The paragraph in Appendix A presently reads as follows:
... Employees with an exposure at or above the action level are entitled to coverage in the medical surveillance program under paragraph (j)(2) and (j)(3), as soon as the employer has reason to believe that the employee will be so exposed for more than 30 days in any consecutive months. Medical surveillance must be made available no later than the 31st day of performing work where employee exposures are at or above the action level within that period. Where the employer anticipates employee exposure, the medical surveillance program shall include a pre-assignment medical examination consistent with the requirements of Appendix C of 29 CFR 1926.62 and 29 CFR 1910.1025...
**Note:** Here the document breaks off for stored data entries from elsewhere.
//! The native plugin-host engine seen from the control plane.
//!
//! Every method is synchronous and may block for an unbounded time. Callers
//! inside the async runtime must reach the engine through
//! [`crate::bridge::BlockingBridge`] or [`crate::bridge::BatchBridge`], never
//! directly.

pub mod memory;

use std::fmt::Debug;
use std::path::Path;
use std::sync::Arc;

use anyhow::Result;
use serde::{Deserialize, Serialize};

pub use memory::{InMemoryEngine, SimParameter};

pub type PluginId = u32;
pub type ParameterId = u32;

pub type SharedEngine = Arc<dyn AudioEngine>;

#[derive(Debug, Clone, PartialEq, Serialize, Deserialize)]
pub struct PluginInfo {
    pub id: PluginId,
    pub name: String,
    pub label: String,
}

#[derive(Debug, Clone, PartialEq, Serialize, Deserialize)]
pub struct ParameterInfo {
    pub name: String,
    pub unit: String,
    pub min: f64,
    pub max: f64,
    pub default: f64,
    pub current: f64,
    pub automatable: bool,
}

impl ParameterInfo {
    pub fn contains(&self, value: f64) -> bool {
        value >= self.min && value <= self.max
    }
}

/// Per-plugin properties the engine does not persist in its project file.
#[derive(Debug, Clone, Copy, PartialEq, Serialize, Deserialize)]
pub struct RuntimeState {
    pub active: bool,
    pub volume: f64,
    pub drywet: f64,
}

impl Default for RuntimeState {
    fn default() -> Self {
        Self {
            active: true,
            volume: 1.0,
            drywet: 1.0,
        }
    }
}

#[derive(Debug, Clone, Copy, Default, PartialEq, Serialize, Deserialize)]
pub struct AudioPeaks {
    pub in_left: f64,
    pub in_right: f64,
    pub out_left: f64,
    pub out_right: f64,
}

impl AudioPeaks {
    pub fn output_average(&self) -> f64 {
        (self.out_left + self.out_right) / 2.0
    }

    pub fn output_max(&self) -> f64 {
        self.out_left.max(self.out_right)
    }
}

pub trait AudioEngine: Send + Sync + Debug {
    fn plugin_ids(&self) -> Result<Vec<PluginId>>;
    fn get_plugin_info(&self, plugin: PluginId) -> Result<Option<PluginInfo>>;
    fn get_parameter_count(&self, plugin: PluginId) -> Result<u32>;
    fn get_parameter_info(&self, plugin: PluginId, parameter: ParameterId) -> Result<ParameterInfo>;
    fn get_parameter(&self, plugin: PluginId, parameter: ParameterId) -> Result<f64>;
    fn set_parameter(&self, plugin: PluginId, parameter: ParameterId, value: f64) -> Result<()>;

    fn get_runtime_state(&self, plugin: PluginId) -> Result<RuntimeState>;
    fn set_active(&self, plugin: PluginId, active: bool) -> Result<()>;
    fn set_volume(&self, plugin: PluginId, volume: f64) -> Result<()>;
    fn set_drywet(&self, plugin: PluginId, drywet: f64) -> Result<()>;

    fn get_audio_peaks(&self, plugin: PluginId) -> Result<AudioPeaks>;

    fn connect_ports(
        &self,
        source: PluginId,
        source_port: u32,
        destination: PluginId,
        destination_port: u32,
    ) -> Result<bool>;
    fn disconnect_ports(
        &self,
        source: PluginId,
        source_port: u32,
        destination: PluginId,
        destination_port: u32,
    ) -> Result<bool>;

    fn save_project(&self, path: &Path) -> Result<bool>;
    fn load_project(&self, path: &Path) -> Result<bool>;
}
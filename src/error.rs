use std::time::Duration;

use thiserror::Error;

/// Errors surfaced by the control plane to the request router.
#[derive(Debug, Clone, Error, PartialEq)]
pub enum ControlError {
    #[error("{description} exceeded {}ms timeout", .timeout.as_millis())]
    Timeout {
        description: String,
        timeout: Duration,
    },

    #[error("{description} failed: {message}")]
    OperationFailure { description: String, message: String },

    #[error("{kind} not found: {id}")]
    NotFound { kind: &'static str, id: String },

    #[error("invalid argument: {0}")]
    InvalidArgument(String),

    #[error("{} operation(s) failed", .warnings.len())]
    PartialFailure { warnings: Vec<String> },

    #[error("control state owner has stopped")]
    Unavailable,
}

impl ControlError {
    pub fn not_found(kind: &'static str, id: impl ToString) -> Self {
        ControlError::NotFound {
            kind,
            id: id.to_string(),
        }
    }

    pub fn invalid(msg: impl Into<String>) -> Self {
        ControlError::InvalidArgument(msg.into())
    }

    /// Stable tag used in the router envelope.
    pub fn kind(&self) -> &'static str {
        match self {
            ControlError::Timeout { .. } => "timeout",
            ControlError::OperationFailure { .. } => "operation_failure",
            ControlError::NotFound { .. } => "not_found",
            ControlError::InvalidArgument(_) => "invalid_argument",
            ControlError::PartialFailure { .. } => "partial_failure",
            ControlError::Unavailable => "unavailable",
        }
    }
}

pub type ControlResult<T> = Result<T, ControlError>;

#[cfg(test)]
mod tests {
    use super::*;

    #[test]
    fn timeout_message_names_operation() {
        let err = ControlError::Timeout {
            description: "load project".into(),
            timeout: Duration::from_millis(1500),
        };
        assert_eq!(err.to_string(), "load project exceeded 1500ms timeout");
        assert_eq!(err.kind(), "timeout");
    }

    #[test]
    fn not_found_formats_kind_and_id() {
        let err = ControlError::not_found("snapshot", "abc");
        assert_eq!(err.to_string(), "snapshot not found: abc");
        assert_eq!(err.kind(), "not_found");
    }
}
pub mod aggregate;
pub mod analysis;
pub mod etl;
pub mod export;
pub mod normalize;
pub mod pipeline;
pub mod range;
pub mod sex_split;
pub mod traits;

pub use crate::domain::model::{BreedRecord, BreedTables, NormalizedBreed};
pub use crate::domain::ports::{ConfigProvider, Pipeline, Storage};
pub use crate::utils::error::Result;
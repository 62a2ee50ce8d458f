use crate::core::analysis::MalformedRangePolicy;
use crate::core::export::OutputFormats;
use crate::domain::model::{BreedRecord, BreedTables};
use crate::utils::error::Result;
use async_trait::async_trait;
use std::time::Duration;

pub trait Storage: Send + Sync {
    fn read_file(&self, path: &str) -> impl std::future::Future<Output = Result<Vec<u8>>> + Send;
    fn write_file(
        &self,
        path: &str,
        data: &[u8],
    ) -> impl std::future::Future<Output = Result<()>> + Send;
}

pub trait ConfigProvider: Send + Sync {
    fn api_endpoint(&self) -> &str;
    fn api_key(&self) -> Option<&str>;
    fn output_path(&self) -> &str;
    fn trait_name(&self) -> Option<&str>;
    fn malformed_policy(&self) -> MalformedRangePolicy;
    fn output_formats(&self) -> OutputFormats;
    fn cache_ttl(&self) -> Duration;
    fn request_timeout(&self) -> Duration;
}

#[async_trait]
pub trait Pipeline: Send + Sync {
    async fn extract(&self) -> Result<Vec<BreedRecord>>;
    async fn transform(&self, records: Vec<BreedRecord>) -> Result<BreedTables>;
    async fn load(&self, tables: BreedTables) -> Result<String>;
}
//! Temperament trait tokens and their prevalence per breed group.

use crate::core::aggregate::{grouped, sort_desc_stable};
use crate::domain::model::{NormalizedBreed, TraitPrevalence, TraitShare};
use crate::utils::error::{Result, StatsError};
use regex::RegexBuilder;
use std::collections::BTreeSet;

/// Lowercase, trimmed, internal whitespace collapsed to single spaces.
pub fn normalize_trait(raw: &str) -> String {
    raw.split_whitespace()
        .collect::<Vec<_>>()
        .join(" ")
        .to_lowercase()
}

/// Splits a comma-separated temperament string into normalized tokens.
pub fn parse_temperament(temperament: Option<&str>) -> BTreeSet<String> {
    temperament
        .map(|t| {
            t.split(',')
                .map(normalize_trait)
                .filter(|token| !token.is_empty())
                .collect::<BTreeSet<String>>()
        })
        .unwrap_or_default()
}

/// Sorted vocabulary of every trait seen across the breeds.
pub fn unique_traits(breeds: &[NormalizedBreed]) -> Vec<String> {
    breeds
        .iter()
        .flat_map(|b| b.traits.iter().cloned())
        .collect::<BTreeSet<_>>()
        .into_iter()
        .collect()
}

/// Union of trait sets per breed group, groups in first-seen order.
pub fn temperament_by_group(breeds: &[NormalizedBreed]) -> Vec<(String, BTreeSet<String>)> {
    grouped(breeds)
        .into_iter()
        .map(|(group, members)| {
            let traits: BTreeSet<String> =
                members.iter().flat_map(|b| b.traits.iter().cloned()).collect();
            (group, traits)
        })
        .collect()
}

/// Percentage of breeds per group whose temperament carries `trait_name` as a
/// whole word. Only breeds with both a group and at least one trait count
/// toward a group's size.
pub fn trait_prevalence(breeds: &[NormalizedBreed], trait_name: &str) -> Result<TraitPrevalence> {
    let target = normalize_trait(trait_name);
    if target.is_empty() {
        return Err(StatsError::TraitError {
            message: "trait name is empty".to_string(),
        });
    }

    let matcher = RegexBuilder::new(&format!(r"\b{}\b", regex::escape(&target)))
        .case_insensitive(true)
        .build()
        .map_err(|e| StatsError::TraitError {
            message: format!("cannot build matcher for '{}': {}", target, e),
        })?;

    let eligible: Vec<&NormalizedBreed> = breeds
        .iter()
        .filter(|b| b.breed_group.is_some() && !b.traits.is_empty())
        .collect();

    let mut groups: Vec<TraitShare> = grouped(eligible)
        .into_iter()
        .map(|(breed_group, members)| {
            let matches = members
                .iter()
                .filter(|b| b.traits.iter().any(|token| matcher.is_match(token)))
                .count();
            TraitShare {
                breed_group,
                breeds: members.len(),
                matches,
                percent: 100.0 * matches as f64 / members.len() as f64,
            }
        })
        .collect();

    sort_desc_stable(&mut groups, |row| Some(row.percent));

    tracing::debug!(
        "Trait '{}' found in {} groups",
        target,
        groups.iter().filter(|g| g.matches > 0).count()
    );

    Ok(TraitPrevalence {
        trait_name: target,
        groups,
    })
}
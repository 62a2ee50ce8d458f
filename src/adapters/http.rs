use crate::domain::model::BreedRecord;
use crate::utils::error::{Result, StatsError};
use reqwest::Client;
use std::time::Duration;

pub const DEFAULT_ENDPOINT: &str = "https://api.thedogapi.com/v1/breeds";
const API_KEY_HEADER: &str = "x-api-key";

/// Thin wrapper over the breed catalog endpoint. One GET per call, no retry.
#[derive(Debug, Clone)]
pub struct BreedApiClient {
    client: Client,
    endpoint: String,
    api_key: Option<String>,
}

impl BreedApiClient {
    pub fn new(endpoint: impl Into<String>, api_key: Option<String>, timeout: Duration) -> Result<Self> {
        let client = Client::builder().timeout(timeout).build()?;
        Ok(Self {
            client,
            endpoint: endpoint.into(),
            api_key,
        })
    }

    pub fn endpoint(&self) -> &str {
        &self.endpoint
    }

    pub async fn fetch_breeds(&self) -> Result<Vec<BreedRecord>> {
        let mut request = self.client.get(&self.endpoint);
        if let Some(key) = &self.api_key {
            request = request.header(API_KEY_HEADER, key);
        } else {
            tracing::warn!("No API key configured, request may be rate limited or rejected");
        }

        tracing::debug!("Making API request to: {}", self.endpoint);
        let response = request.send().await?;
        let status = response.status();
        tracing::debug!("API response status: {}", status);

        if !status.is_success() {
            return Err(StatsError::ApiStatus {
                status: status.as_u16(),
                endpoint: self.endpoint.clone(),
            });
        }

        let json_data: serde_json::Value = response.json().await?;
        parse_records(json_data)
    }
}

/// Deserializes an API payload into breed records. The document must be an
/// array; entries that are not objects are skipped, and a field with a value
/// of the wrong type is read as absent.
pub fn parse_records(json_data: serde_json::Value) -> Result<Vec<BreedRecord>> {
    let serde_json::Value::Array(items) = json_data else {
        return Err(StatsError::ProcessingError {
            message: "expected a JSON array of breeds".to_string(),
        });
    };

    let total = items.len();
    let mut records = Vec::with_capacity(total);
    for (index, item) in items.into_iter().enumerate() {
        if !item.is_object() {
            tracing::warn!("Skipping breed entry {}: not a JSON object", index);
            continue;
        }
        match serde_json::from_value::<BreedRecord>(item) {
            Ok(record) => records.push(record),
            Err(e) => tracing::warn!("Skipping breed entry {}: {}", index, e),
        }
    }

    tracing::debug!("Parsed {} of {} breed entries", records.len(), total);
    Ok(records)
}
In a recent application of this guidance during an enforcement action, OSHA determined that this compliance guidance inappropriately directs the CSHO in enforcing the standard's requirement. The intent of the provision of the medical surveillance program for those employees exposed to lead at or above the action level (AL) for more than 30 days in any consecutive 12 months, whether anticipated or established, does not impose an obligation on the employer to make available periodic biological medical monitoring no later than the 31st day of an employee's exposure. In addition, the standard has no requirement for a pre-assignment medical examination.
Therefore, the paragraph in Appendix A is being amended to provide enforcement guidance consistent with the intent of the standard. The change to the compliance directive is as follows:
... Employees with an exposure at or above the action level (AL) for more than 30 days in any consecutive 12 months must be provided coverage in the medical surveillance program required under paragraph (j)(2) and (j)(3). The medical surveillance program consists of periodic biological monitoring and a medical examination. The employer is required to make available annual medical examinations to employees for whom a blood sampling test conducted at any time during the preceding 12 months indicates a blood lead level at or above 40 ug/dl, even if the elevated blood lead level occurred prior to employment with the current employer.